PROBLEM DESCRIPTION >> Pull every line that holds the word "tail" from the entries.

THE DATA >>
========
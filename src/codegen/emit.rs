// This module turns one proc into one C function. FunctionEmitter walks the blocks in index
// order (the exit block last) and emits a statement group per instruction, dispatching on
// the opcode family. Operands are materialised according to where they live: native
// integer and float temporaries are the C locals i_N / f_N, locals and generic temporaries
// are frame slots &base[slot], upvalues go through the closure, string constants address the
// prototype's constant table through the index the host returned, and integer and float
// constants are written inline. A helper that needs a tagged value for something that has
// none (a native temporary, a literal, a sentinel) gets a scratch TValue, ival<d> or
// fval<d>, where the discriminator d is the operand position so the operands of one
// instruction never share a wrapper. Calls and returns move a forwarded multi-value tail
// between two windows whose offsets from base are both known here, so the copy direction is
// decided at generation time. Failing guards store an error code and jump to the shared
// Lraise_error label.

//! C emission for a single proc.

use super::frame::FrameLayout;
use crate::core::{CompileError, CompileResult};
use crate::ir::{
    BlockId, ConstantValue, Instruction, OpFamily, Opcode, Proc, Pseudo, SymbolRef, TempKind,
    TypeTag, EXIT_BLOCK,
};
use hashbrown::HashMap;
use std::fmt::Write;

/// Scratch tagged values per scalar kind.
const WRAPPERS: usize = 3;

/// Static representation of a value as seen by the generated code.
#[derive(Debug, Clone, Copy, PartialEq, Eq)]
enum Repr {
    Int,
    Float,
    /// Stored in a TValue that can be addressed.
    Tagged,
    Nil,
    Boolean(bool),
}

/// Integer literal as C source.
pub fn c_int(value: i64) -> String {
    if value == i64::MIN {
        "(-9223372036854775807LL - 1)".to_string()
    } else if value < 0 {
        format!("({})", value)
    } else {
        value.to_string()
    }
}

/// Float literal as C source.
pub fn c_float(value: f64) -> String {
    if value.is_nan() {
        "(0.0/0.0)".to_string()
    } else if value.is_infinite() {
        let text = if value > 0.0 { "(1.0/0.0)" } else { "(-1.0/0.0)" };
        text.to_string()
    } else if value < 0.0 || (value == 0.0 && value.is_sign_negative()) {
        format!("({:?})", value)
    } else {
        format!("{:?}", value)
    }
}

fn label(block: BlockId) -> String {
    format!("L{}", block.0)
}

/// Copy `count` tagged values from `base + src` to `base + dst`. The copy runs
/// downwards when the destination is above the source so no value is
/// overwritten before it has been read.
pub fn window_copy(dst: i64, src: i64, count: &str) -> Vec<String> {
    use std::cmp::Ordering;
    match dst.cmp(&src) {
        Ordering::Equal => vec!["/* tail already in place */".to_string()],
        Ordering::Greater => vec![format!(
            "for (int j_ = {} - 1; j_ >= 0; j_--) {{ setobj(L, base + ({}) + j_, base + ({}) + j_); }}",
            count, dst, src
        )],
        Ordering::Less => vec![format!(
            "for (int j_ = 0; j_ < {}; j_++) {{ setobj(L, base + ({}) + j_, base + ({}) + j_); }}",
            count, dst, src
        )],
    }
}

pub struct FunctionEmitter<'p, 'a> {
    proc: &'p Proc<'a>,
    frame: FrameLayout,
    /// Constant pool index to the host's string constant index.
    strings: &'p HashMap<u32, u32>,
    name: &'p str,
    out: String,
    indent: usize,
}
========
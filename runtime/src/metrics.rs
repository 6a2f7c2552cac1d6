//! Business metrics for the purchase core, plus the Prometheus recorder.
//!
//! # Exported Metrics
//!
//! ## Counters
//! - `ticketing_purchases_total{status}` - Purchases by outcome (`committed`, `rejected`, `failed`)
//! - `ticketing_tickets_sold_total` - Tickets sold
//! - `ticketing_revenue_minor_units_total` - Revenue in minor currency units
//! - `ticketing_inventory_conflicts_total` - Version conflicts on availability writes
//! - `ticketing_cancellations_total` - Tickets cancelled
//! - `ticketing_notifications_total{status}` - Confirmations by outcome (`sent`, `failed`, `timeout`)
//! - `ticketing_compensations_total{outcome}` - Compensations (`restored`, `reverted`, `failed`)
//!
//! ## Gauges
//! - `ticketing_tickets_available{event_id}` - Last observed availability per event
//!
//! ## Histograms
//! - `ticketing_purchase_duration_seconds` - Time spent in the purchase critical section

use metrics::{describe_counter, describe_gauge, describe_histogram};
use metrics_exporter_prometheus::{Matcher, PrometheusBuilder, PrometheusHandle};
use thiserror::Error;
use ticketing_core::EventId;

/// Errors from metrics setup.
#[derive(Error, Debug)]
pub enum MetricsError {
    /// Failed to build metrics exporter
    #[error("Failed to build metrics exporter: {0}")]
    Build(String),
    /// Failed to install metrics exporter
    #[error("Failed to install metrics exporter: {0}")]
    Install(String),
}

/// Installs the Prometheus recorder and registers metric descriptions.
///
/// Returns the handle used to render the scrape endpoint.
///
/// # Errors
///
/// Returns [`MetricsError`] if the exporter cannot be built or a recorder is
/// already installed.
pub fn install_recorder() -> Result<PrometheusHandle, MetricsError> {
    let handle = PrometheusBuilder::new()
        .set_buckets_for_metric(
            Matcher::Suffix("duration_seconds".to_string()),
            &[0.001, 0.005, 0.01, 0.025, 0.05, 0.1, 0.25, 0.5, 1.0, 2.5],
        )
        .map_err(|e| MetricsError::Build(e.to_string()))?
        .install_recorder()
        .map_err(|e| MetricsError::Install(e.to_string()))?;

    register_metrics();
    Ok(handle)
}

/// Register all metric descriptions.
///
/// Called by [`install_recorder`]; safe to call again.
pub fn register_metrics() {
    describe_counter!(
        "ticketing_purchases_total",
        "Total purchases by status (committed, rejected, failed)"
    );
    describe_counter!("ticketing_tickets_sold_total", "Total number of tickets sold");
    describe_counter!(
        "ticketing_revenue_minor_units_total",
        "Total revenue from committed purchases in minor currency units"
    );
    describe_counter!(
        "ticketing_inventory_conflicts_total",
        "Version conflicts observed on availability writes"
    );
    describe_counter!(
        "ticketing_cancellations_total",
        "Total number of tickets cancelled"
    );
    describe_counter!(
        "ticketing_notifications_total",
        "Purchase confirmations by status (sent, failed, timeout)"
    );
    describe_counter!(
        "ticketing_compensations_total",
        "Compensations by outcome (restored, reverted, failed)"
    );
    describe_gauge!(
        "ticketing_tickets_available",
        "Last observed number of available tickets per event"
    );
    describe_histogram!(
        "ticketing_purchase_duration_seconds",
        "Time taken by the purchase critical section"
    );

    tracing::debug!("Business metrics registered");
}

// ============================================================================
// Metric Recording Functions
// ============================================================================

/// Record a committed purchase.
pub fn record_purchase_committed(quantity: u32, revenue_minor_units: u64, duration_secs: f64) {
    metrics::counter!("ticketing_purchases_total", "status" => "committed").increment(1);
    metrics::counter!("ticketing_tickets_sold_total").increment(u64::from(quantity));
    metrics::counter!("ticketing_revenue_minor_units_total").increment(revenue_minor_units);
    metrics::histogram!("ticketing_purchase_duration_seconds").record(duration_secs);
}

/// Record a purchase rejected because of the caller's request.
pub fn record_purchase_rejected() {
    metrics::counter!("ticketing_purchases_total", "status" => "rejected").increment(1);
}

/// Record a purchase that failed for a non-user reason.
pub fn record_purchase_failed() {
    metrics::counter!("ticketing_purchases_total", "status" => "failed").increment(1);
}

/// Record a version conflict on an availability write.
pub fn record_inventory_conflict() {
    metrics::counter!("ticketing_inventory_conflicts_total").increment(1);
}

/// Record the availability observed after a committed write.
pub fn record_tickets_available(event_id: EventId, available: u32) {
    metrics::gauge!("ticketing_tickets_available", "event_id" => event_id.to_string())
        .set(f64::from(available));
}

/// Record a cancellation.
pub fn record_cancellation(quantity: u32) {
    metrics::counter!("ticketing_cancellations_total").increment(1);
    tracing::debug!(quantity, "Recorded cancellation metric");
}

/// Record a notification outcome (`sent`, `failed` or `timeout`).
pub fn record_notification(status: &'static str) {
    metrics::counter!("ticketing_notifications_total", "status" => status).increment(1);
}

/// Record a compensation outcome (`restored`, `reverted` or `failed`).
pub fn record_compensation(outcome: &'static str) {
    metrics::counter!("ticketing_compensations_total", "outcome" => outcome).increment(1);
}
========
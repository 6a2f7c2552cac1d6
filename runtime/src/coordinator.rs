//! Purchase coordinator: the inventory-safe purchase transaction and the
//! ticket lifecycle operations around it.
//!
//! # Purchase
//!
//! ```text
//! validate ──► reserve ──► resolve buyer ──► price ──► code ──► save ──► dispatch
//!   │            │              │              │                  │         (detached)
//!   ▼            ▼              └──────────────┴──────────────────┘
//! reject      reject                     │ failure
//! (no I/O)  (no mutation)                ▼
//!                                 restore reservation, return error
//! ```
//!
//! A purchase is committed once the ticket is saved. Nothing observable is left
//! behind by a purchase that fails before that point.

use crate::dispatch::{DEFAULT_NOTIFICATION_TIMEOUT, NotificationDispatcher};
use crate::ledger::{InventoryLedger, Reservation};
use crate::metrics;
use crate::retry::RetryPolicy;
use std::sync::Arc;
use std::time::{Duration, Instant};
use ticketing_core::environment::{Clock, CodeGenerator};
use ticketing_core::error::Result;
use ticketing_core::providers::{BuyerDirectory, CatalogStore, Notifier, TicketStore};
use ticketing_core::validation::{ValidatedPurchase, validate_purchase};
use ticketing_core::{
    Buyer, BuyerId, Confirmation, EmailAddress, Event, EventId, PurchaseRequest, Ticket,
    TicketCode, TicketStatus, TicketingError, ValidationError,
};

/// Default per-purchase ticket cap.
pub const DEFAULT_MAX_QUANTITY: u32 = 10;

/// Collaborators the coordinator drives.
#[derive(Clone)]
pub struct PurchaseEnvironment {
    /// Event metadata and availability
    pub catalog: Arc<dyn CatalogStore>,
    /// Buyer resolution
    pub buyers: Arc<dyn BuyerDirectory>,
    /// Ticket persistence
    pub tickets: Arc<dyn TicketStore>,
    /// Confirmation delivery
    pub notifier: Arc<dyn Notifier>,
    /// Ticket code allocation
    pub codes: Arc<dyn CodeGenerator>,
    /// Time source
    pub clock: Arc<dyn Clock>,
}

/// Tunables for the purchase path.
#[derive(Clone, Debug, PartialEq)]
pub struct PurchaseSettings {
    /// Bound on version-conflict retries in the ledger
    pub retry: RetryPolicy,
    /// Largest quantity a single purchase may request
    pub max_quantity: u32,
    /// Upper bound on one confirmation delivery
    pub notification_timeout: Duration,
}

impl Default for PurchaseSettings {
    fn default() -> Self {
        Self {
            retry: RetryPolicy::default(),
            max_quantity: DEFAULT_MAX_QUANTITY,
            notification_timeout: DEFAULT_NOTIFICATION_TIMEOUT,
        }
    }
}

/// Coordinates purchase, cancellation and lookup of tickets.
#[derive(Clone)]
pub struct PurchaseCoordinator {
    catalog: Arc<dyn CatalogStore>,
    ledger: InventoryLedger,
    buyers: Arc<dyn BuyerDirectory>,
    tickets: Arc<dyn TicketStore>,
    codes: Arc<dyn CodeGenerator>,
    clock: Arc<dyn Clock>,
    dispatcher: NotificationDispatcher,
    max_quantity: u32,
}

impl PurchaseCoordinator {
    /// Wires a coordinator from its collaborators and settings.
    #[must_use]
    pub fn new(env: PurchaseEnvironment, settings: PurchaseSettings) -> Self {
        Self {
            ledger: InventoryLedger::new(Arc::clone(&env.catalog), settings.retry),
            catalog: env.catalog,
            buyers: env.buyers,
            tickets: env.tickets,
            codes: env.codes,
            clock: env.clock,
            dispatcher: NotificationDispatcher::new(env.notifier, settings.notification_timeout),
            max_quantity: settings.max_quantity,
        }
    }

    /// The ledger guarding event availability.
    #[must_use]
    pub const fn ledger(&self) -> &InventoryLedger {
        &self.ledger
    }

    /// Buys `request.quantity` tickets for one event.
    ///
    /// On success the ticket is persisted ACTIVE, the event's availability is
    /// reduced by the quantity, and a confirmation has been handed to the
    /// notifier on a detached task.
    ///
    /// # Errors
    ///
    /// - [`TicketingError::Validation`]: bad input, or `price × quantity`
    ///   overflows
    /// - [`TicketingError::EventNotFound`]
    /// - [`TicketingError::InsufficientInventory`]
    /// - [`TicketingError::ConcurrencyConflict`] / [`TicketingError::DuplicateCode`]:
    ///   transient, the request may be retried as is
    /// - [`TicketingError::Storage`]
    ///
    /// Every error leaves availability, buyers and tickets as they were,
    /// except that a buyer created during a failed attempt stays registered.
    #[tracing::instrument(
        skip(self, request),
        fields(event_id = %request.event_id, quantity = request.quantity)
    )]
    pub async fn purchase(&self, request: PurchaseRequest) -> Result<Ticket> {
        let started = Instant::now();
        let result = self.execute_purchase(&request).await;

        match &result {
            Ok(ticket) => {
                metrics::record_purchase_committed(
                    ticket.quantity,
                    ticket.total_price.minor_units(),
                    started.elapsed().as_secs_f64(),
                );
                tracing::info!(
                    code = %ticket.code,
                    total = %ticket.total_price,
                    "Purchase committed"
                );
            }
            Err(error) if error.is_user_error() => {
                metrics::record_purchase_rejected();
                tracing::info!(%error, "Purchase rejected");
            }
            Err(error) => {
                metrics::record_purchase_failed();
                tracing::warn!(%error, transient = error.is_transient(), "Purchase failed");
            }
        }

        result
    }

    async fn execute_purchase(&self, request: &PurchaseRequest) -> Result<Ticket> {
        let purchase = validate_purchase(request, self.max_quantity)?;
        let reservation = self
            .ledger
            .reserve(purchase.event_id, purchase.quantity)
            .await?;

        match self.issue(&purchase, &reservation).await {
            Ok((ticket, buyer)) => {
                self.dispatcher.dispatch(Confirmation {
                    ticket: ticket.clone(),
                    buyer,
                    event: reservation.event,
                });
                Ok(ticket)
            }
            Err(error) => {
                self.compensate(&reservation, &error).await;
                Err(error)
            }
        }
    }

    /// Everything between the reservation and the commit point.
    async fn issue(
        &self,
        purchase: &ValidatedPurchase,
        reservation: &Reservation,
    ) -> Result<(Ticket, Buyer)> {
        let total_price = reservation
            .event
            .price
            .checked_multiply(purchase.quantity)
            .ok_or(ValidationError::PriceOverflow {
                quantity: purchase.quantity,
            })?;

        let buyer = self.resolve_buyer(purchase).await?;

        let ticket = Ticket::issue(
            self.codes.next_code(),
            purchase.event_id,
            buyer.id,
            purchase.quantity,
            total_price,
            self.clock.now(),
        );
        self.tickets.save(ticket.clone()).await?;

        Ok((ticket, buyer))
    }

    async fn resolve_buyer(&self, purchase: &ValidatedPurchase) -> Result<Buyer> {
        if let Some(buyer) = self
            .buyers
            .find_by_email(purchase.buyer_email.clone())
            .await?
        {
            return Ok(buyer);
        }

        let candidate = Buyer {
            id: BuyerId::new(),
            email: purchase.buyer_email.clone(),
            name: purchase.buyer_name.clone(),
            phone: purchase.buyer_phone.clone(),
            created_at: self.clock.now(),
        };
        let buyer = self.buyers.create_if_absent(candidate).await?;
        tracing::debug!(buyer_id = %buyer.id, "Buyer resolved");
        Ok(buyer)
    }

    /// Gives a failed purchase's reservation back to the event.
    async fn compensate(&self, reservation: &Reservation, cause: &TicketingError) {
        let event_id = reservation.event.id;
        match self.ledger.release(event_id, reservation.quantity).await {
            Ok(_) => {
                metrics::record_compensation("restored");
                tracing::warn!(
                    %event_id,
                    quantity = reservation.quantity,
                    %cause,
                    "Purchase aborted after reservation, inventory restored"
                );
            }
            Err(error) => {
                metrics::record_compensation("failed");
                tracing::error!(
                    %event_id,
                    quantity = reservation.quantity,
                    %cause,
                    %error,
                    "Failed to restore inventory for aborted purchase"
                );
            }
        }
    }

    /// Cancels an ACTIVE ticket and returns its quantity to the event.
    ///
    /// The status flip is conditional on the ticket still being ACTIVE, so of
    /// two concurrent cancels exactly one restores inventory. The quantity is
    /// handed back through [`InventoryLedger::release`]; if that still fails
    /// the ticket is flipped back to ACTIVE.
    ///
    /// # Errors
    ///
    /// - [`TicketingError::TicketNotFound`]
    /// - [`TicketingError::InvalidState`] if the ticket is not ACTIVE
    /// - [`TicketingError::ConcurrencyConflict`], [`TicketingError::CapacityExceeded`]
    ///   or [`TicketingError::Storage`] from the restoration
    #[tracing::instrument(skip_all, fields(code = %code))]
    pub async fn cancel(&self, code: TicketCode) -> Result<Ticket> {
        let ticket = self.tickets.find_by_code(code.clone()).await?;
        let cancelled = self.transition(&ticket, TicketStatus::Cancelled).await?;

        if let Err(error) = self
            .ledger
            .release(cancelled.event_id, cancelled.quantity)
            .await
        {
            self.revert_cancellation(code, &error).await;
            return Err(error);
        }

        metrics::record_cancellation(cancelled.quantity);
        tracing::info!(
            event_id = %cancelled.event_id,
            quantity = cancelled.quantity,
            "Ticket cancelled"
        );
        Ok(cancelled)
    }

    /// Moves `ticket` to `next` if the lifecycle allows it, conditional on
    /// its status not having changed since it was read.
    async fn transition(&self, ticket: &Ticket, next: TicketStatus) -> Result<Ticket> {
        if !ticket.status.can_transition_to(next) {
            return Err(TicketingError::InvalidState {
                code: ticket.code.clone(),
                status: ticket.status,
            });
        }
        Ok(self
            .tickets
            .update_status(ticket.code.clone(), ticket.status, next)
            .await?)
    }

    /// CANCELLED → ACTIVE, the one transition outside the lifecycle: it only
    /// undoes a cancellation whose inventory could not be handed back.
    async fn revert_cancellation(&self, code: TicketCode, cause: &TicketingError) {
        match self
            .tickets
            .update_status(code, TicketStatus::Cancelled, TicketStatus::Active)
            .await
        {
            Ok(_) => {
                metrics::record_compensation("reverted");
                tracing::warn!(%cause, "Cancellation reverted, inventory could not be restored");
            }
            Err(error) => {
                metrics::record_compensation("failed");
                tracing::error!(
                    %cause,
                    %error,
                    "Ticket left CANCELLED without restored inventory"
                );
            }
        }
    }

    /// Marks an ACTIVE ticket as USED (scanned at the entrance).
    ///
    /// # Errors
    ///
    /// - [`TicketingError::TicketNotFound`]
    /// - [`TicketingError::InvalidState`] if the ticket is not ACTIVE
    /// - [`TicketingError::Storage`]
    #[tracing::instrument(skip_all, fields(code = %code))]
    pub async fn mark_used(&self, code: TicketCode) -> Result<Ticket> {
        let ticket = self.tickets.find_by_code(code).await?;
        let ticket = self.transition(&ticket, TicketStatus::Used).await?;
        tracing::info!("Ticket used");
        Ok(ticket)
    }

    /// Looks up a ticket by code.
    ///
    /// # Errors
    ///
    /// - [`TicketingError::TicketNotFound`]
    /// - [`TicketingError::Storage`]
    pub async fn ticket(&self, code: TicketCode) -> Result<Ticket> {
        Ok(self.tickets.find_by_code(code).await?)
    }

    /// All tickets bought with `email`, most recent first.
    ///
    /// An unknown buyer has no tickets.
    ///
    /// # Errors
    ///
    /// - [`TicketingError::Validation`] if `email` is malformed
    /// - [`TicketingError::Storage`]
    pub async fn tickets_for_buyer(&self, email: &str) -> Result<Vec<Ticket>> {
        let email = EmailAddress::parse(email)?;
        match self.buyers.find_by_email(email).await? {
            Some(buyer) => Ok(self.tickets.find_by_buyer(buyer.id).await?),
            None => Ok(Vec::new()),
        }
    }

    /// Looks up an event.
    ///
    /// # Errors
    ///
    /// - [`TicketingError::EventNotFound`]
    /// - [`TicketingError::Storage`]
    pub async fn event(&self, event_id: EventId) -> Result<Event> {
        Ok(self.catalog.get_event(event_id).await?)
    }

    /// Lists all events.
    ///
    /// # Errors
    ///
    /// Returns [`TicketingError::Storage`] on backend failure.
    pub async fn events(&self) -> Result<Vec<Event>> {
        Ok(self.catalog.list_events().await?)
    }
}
========
RESULT FOR THIS TASK >>
// instruction never share a wrapper. Calls and returns move a forwarded multi-value tail
        Ordering::Equal => vec!["/* tail already in place */".to_string()],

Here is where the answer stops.